The approval makes Elahere the first wholly owned medicine the biotech has brought to market in its 41-year history.

The Food and Drug Administration has approved a new drug for ovarian cancer in a decision that gives its developer, ImmunoGen, the first wholly owned, marketed medicine in its 41-year history.
The regulator’s decision late Monday makes the drug, known as Elahere, the first new treatment available for ovarian cancer in more than seven years. It’s also a conditional approval that ImmunoGen will have to maintain by confirming Elahere’s benefits in further testing. A study is currently underway and expected to produce results early next year. In the meantime, Elahere, previously known as mirvetuximab soravtansine, can be used to treat ovarian cancer patients whose disease has progressed despite one to three rounds of chemotherapy. Those patients’ tumors must have high levels of a protein called folate receptor alpha. That protein is overexpressed in an estimated 35% to 40% of ovarian cancers, ImmunoGen said.

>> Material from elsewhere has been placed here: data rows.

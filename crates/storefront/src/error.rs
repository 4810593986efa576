//! Unified error handling with Sentry integration.
//!
//! Provides a unified `AppError` type that captures errors to Sentry before
//! responding to the client. All route handlers return `Result<T, AppError>`;
//! the body is always `{"error": "<message>"}`.

use axum::{
    Json,
    http::StatusCode,
    response::{IntoResponse, Response},
};
use serde_json::json;
use thiserror::Error;

use crate::db::RepositoryError;
use crate::services::auth::AuthError;

/// Application-level error type for the storefront.
#[derive(Debug, Error)]
pub enum AppError {
    /// Database operation failed.
    #[error("Database error: {0}")]
    Database(#[from] RepositoryError),

    /// Session store operation failed.
    #[error("Session error: {0}")]
    Session(#[from] tower_sessions::session::Error),

    /// Authentication operation failed.
    #[error("Auth error: {0}")]
    Auth(#[from] AuthError),

    /// Resource not found.
    #[error("Not found: {0}")]
    NotFound(String),

    /// Bad request from client.
    #[error("Bad request: {0}")]
    BadRequest(String),

    /// Internal server error.
    #[error("Internal error: {0}")]
    Internal(String),
}

impl AppError {
    /// HTTP status for this error.
    #[must_use]
    pub const fn status(&self) -> StatusCode {
        match self {
            Self::Database(_) | Self::Session(_) | Self::Internal(_) => {
                StatusCode::INTERNAL_SERVER_ERROR
            }
            Self::Auth(err) => match err {
                AuthError::InvalidCredentials => StatusCode::UNAUTHORIZED,
                AuthError::UserAlreadyExists => StatusCode::CONFLICT,
                AuthError::MissingField(_)
                | AuthError::WeakPassword(_)
                | AuthError::InvalidEmail(_) => StatusCode::BAD_REQUEST,
                AuthError::Repository(_) | AuthError::PasswordHash => {
                    StatusCode::INTERNAL_SERVER_ERROR
                }
            },
            Self::NotFound(_) => StatusCode::NOT_FOUND,
            Self::BadRequest(_) => StatusCode::BAD_REQUEST,
        }
    }

    /// Client-facing message. Internal details are never exposed.
    #[must_use]
    pub fn public_message(&self) -> String {
        match self {
            Self::Database(_) | Self::Session(_) | Self::Internal(_) => {
                "Internal server error".to_string()
            }
            Self::Auth(err) => match err {
                AuthError::InvalidCredentials => "Invalid credentials".to_string(),
                AuthError::UserAlreadyExists => "User already exists".to_string(),
                AuthError::MissingField(_) => "Missing required fields".to_string(),
                AuthError::WeakPassword(msg) => msg.clone(),
                AuthError::InvalidEmail(_) => "Invalid email address".to_string(),
                AuthError::Repository(_) | AuthError::PasswordHash => {
                    "Internal server error".to_string()
                }
            },
            _ => self.to_string(),
        }
    }
}

impl IntoResponse for AppError {
    fn into_response(self) -> Response {
        let status = self.status();

        // Capture server errors to Sentry
        if status.is_server_error() {
            let event_id = sentry::capture_error(&self);
            tracing::error!(
                error = %self,
                sentry_event_id = %event_id,
                "Request error"
            );
        }

        (status, Json(json!({ "error": self.public_message() }))).into_response()
    }
}

/// Result type alias for `AppError`.
pub type Result<T> = std::result::Result<T, AppError>;

/// Set the Sentry user context from a user ID.
///
/// Call this after successful authentication to associate errors with users.
pub fn set_sentry_user(user_id: &impl ToString, email: Option<&str>) {
    sentry::configure_scope(|scope| {
        scope.set_user(Some(sentry::User {
            id: Some(user_id.to_string()),
            email: email.map(String::from),
            ..Default::default()
        }));
    });
}

/// Clear the Sentry user context.
///
/// Call this on logout to stop associating errors with the user.
pub fn clear_sentry_user() {
    sentry::configure_scope(|scope| {
        scope.set_user(None);
    });
}

/// Add a breadcrumb for shopper actions.
///
/// Breadcrumbs appear in Sentry error reports to show the trail of actions
/// leading up to an error.
pub fn add_breadcrumb(category: &str, message: &str, data: &[(&str, &str)]) {
    let mut breadcrumb = sentry::Breadcrumb {
        category: Some(category.to_string()),
        message: Some(message.to_string()),
        level: sentry::Level::Info,
        ..Default::default()
    };

    for (key, value) in data {
        breadcrumb.data.insert(
            (*key).to_string(),
            serde_json::Value::String((*value).to_string()),
        );
    }

    sentry::add_breadcrumb(breadcrumb);
}

#[cfg(test)]
#[allow(clippy::unwrap_used)]
mod tests {
    use super::*;

    #[test]
    fn test_app_error_display() {
        let err = AppError::NotFound("product 12".to_string());
        assert_eq!(err.to_string(), "Not found: product 12");
    }

    #[test]
    fn test_app_error_status_codes() {
        fn get_status(err: AppError) -> StatusCode {
            err.into_response().status()
        }

        assert_eq!(
            get_status(AppError::NotFound("test".to_string())),
            StatusCode::NOT_FOUND
        );
        assert_eq!(
            get_status(AppError::Auth(AuthError::InvalidCredentials)),
            StatusCode::UNAUTHORIZED
        );
        assert_eq!(
            get_status(AppError::Auth(AuthError::MissingField("email"))),
            StatusCode::BAD_REQUEST
        );
        assert_eq!(
            get_status(AppError::Auth(AuthError::UserAlreadyExists)),
            StatusCode::CONFLICT
        );
        assert_eq!(
            get_status(AppError::Internal("test".to_string())),
            StatusCode::INTERNAL_SERVER_ERROR
        );
    }

    #[test]
    fn test_internal_details_are_hidden() {
        let err = AppError::Database(RepositoryError::DataCorruption(
            "invalid email in database".to_string(),
        ));
        assert_eq!(err.public_message(), "Internal server error");

        let err = AppError::Auth(AuthError::MissingField("lastName"));
        assert_eq!(err.public_message(), "Missing required fields");
    }
}
//! Domain models for storefront accounts and sessions.

pub mod session;
pub mod user;

pub use session::{CurrentUser, keys as session_keys};
pub use user::{AuthorizedUser, NewUser, User, UserRecord};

The accelerated approval was based on a single-arm study called SORAYA. In that trial, 32% of patients given ImmunoGen’s drug had a partial or complete response to treatment, and those responses lasted for an average of nearly seven months.

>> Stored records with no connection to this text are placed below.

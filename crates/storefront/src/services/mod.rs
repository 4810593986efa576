//! Business logic services for storefront.
//!
//! - `auth` - Credentials registration and sign-in

pub mod auth;
//! Integration tests for Emerald.
//!
//! # Running Tests
//!
//! ```bash
//! cargo test -p emerald-integration-tests
//! ```
//!
//! The HTTP tests drive the storefront router in-process with an in-memory
//! session store. The database pool connects lazily and nothing here needs
//! `PostgreSQL` to be running; routes that would reach it are only
//! exercised on paths that reject the request first.
//!
//! # Test Categories
//!
//! - `client_state` - stores, context, pricing, and file-backed persistence
//! - `http_api` - JSON API, session cookies, and toast headers

use axum::{
    Router,
    body::{Body, to_bytes},
    http::{HeaderMap, Method, Request, StatusCode, header},
};
use serde_json::Value;
use sqlx::postgres::PgPoolOptions;
use tower::ServiceExt;
use tower_sessions::MemoryStore;

use emerald_storefront::config::StorefrontConfig;
use emerald_storefront::middleware::session_layer;
use emerald_storefront::notify::HX_TRIGGER;
use emerald_storefront::state::AppState;

/// Client address sent in `x-forwarded-for` so the rate limiters can key.
pub const CLIENT_IP: &str = "203.0.113.7";

/// Configuration for a local, plain-HTTP storefront.
///
/// # Panics
///
/// Panics if the fixed test values fail validation.
#[must_use]
pub fn test_config() -> StorefrontConfig {
    StorefrontConfig::from_source(|key| {
        let value = match key {
            "STOREFRONT_DATABASE_URL" => "postgres://localhost/emerald_test",
            "STOREFRONT_BASE_URL" => "http://localhost:3000",
            "STOREFRONT_SESSION_SECRET" => "aB3$xY9!mK2@nL5#pQ7&rT0*uW4^zC6%",
            _ => return None,
        };
        Some(value.to_owned())
    })
    .expect("test configuration is valid")
}

/// The storefront router over an in-memory session store.
///
/// # Panics
///
/// Panics if the lazy pool cannot parse the database URL.
#[must_use]
pub fn test_app() -> Router {
    let config = test_config();
    let pool = PgPoolOptions::new()
        .connect_lazy("postgres://localhost/emerald_test")
        .expect("lazy pool accepts the test url");
    let sessions = session_layer(MemoryStore::default(), &config);
    emerald_storefront::app(AppState::new(config, pool), sessions)
}

/// A decoded response.
#[derive(Debug)]
pub struct TestResponse {
    pub status: StatusCode,
    pub headers: HeaderMap,
    pub body: Value,
}

impl TestResponse {
    /// The `toast` object carried in `HX-Trigger`, if any.
    ///
    /// # Panics
    ///
    /// Panics if the header is present but not JSON.
    #[must_use]
    pub fn toast(&self) -> Option<Value> {
        let raw = self.headers.get(HX_TRIGGER)?.to_str().ok()?;
        let trigger: Value = serde_json::from_str(raw).expect("HX-Trigger is JSON");
        trigger.get("toast").cloned()
    }
}

/// A browser-like client that keeps the session cookie between requests.
pub struct TestClient {
    app: Router,
    cookie: Option<String>,
}

impl Default for TestClient {
    fn default() -> Self {
        Self::new()
    }
}

impl TestClient {
    /// A fresh client over a fresh app.
    #[must_use]
    pub fn new() -> Self {
        Self {
            app: test_app(),
            cookie: None,
        }
    }

    /// Send a request, optionally with a JSON body.
    ///
    /// # Panics
    ///
    /// Panics if the request cannot be built or the body is not JSON.
    pub async fn send(&mut self, method: Method, uri: &str, json: Option<Value>) -> TestResponse {
        let mut builder = Request::builder()
            .method(method)
            .uri(uri)
            .header("x-forwarded-for", CLIENT_IP);
        if let Some(cookie) = &self.cookie {
            builder = builder.header(header::COOKIE, cookie);
        }
        let request = match json {
            Some(json) => builder
                .header(header::CONTENT_TYPE, "application/json")
                .body(Body::from(json.to_string())),
            None => builder.body(Body::empty()),
        }
        .expect("request should build");

        let response = self
            .app
            .clone()
            .oneshot(request)
            .await
            .expect("router is infallible");

        if let Some(set_cookie) = response
            .headers()
            .get(header::SET_COOKIE)
            .and_then(|v| v.to_str().ok())
            .and_then(|v| v.split(';').next())
        {
            self.cookie = Some(set_cookie.to_owned());
        }

        let status = response.status();
        let headers = response.headers().clone();
        let bytes = to_bytes(response.into_body(), usize::MAX)
            .await
            .expect("body should be readable");
        let body = if bytes.is_empty() {
            Value::Null
        } else {
            serde_json::from_slice(&bytes).unwrap_or_else(|_| {
                Value::String(String::from_utf8_lossy(&bytes).into_owned())
            })
        };

        TestResponse {
            status,
            headers,
            body,
        }
    }

    pub async fn get(&mut self, uri: &str) -> TestResponse {
        self.send(Method::GET, uri, None).await
    }

    pub async fn post(&mut self, uri: &str, json: Value) -> TestResponse {
        self.send(Method::POST, uri, Some(json)).await
    }

    pub async fn delete(&mut self, uri: &str) -> TestResponse {
        self.send(Method::DELETE, uri, None).await
    }
}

Regulators also included a “black box” warning about eye-related side effects, such as pain and visual impairment, that have been associated with Elahere in clinial testing. This warning “may limit the commercial potential of the drug,” SVB Securities analyst Jonathan Chang wrote in a Nov. 14 note to clients.
The “true rate” of folate receptor alpha-positive patients remains unknown, he added, making the drug’s commercial prospects uncertain.
The confirmatory trial, called MIRASOL, has enrolled 453 patients and randomized them to receive either Elahere or chemotherapy. The drug’s main goal is to hold tumors in check longer than chemotherapy. If Elahere fails, the FDA could order its withdrawal, although doing so has proven difficult in certain cases.
ImmunoGen was formed in 1981 and has dealt with a variety of ups and downs over the years. The company’s technology, a way of making cancer drugs known as antibody-drug conjugates, was used to develop the Roche breast cancer medicine Kadcyla, which regulators first approved in 2013. But its own drug development efforts have sputtered, and the company sold off rights to Kadcyla royalties for a total of $266 million in 2019.
Behind Elahere, ImmunoGen has an experimental drug in Phase 2 trials for a rare type of leukemia and two other treatments in earlier testing for solid tumors. It also has licensed its technology to Novartis and Bayer and sold a drug candidate to Debiopharm.